Start of Data under study

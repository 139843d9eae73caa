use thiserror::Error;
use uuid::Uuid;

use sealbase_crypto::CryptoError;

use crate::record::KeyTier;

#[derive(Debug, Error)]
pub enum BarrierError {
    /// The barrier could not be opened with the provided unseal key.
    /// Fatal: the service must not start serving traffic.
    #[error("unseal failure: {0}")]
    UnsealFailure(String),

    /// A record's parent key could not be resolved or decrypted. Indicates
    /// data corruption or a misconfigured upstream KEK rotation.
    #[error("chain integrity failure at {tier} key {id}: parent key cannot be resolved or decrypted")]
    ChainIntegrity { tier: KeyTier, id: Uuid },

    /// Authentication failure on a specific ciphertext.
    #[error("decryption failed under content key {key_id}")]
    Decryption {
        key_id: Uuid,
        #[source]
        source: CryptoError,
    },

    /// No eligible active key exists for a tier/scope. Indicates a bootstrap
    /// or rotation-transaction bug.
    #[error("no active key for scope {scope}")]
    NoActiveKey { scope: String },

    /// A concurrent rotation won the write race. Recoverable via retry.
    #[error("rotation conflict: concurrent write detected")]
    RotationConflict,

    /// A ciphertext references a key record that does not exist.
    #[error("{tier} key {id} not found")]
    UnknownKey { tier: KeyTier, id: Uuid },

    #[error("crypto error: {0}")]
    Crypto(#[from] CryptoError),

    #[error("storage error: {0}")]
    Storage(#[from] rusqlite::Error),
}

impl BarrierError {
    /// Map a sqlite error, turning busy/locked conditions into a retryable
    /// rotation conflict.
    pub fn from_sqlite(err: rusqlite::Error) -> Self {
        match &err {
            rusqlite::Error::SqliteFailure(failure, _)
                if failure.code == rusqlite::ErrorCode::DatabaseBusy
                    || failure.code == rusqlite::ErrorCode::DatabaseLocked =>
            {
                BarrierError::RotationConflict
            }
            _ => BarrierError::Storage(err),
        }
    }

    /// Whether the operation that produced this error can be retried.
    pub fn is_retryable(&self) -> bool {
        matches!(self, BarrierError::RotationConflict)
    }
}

End of Data under study

### What to produce
Would you copy out each record precisely as it stands?

### Answer section
repository 139843d9eae73caa
use thiserror::Error;
use uuid::Uuid;

use sealbase_crypto::CryptoError;

use crate::record::KeyTier;

#[derive(Debug, Error)]
pub enum BarrierError {
    /// The barrier could not be opened with the provided unseal key.
    /// Fatal: the service must not start serving traffic.
    #[error("unseal failure: {0}")]
    UnsealFailure(String),

    /// A record's parent key could not be resolved or decrypted. Indicates
    /// data corruption or a misconfigured upstream KEK rotation.
    #[error("chain integrity failure at {tier} key {id}: parent key cannot be resolved or decrypted")]
    ChainIntegrity { tier: KeyTier, id: Uuid },

    /// Authentication failure on a specific ciphertext.
    #[error("decryption failed under content key {key_id}")]
    Decryption {
        key_id: Uuid,
        #[source]
        source: CryptoError,
    },

    /// No eligible active key exists for a tier/scope. Indicates a bootstrap
    /// or rotation-transaction bug.
    #[error("no active key for scope {scope}")]
    NoActiveKey { scope: String },

    /// A concurrent rotation won the write race. Recoverable via retry.
    #[error("rotation conflict: concurrent write detected")]
    RotationConflict,

    /// A ciphertext references a key record that does not exist.
    #[error("{tier} key {id} not found")]
    UnknownKey { tier: KeyTier, id: Uuid },

    #[error("crypto error: {0}")]
    Crypto(#[from] CryptoError),

    #[error("storage error: {0}")]
    Storage(#[from] rusqlite::Error),
}

impl BarrierError {
    /// Map a sqlite error, turning busy/locked conditions into a retryable
    /// rotation conflict.
    pub fn from_sqlite(err: rusqlite::Error) -> Self {
        match &err {
            rusqlite::Error::SqliteFailure(failure, _)
                if failure.code == rusqlite::ErrorCode::DatabaseBusy
                    || failure.code == rusqlite::ErrorCode::DatabaseLocked =>
            {
                BarrierError::RotationConflict
            }
            _ => BarrierError::Storage(err),
        }
    }

    /// Whether the operation that produced this error can be retried.
    pub fn is_retryable(&self) -> bool {
        matches!(self, BarrierError::RotationConflict)
    }
}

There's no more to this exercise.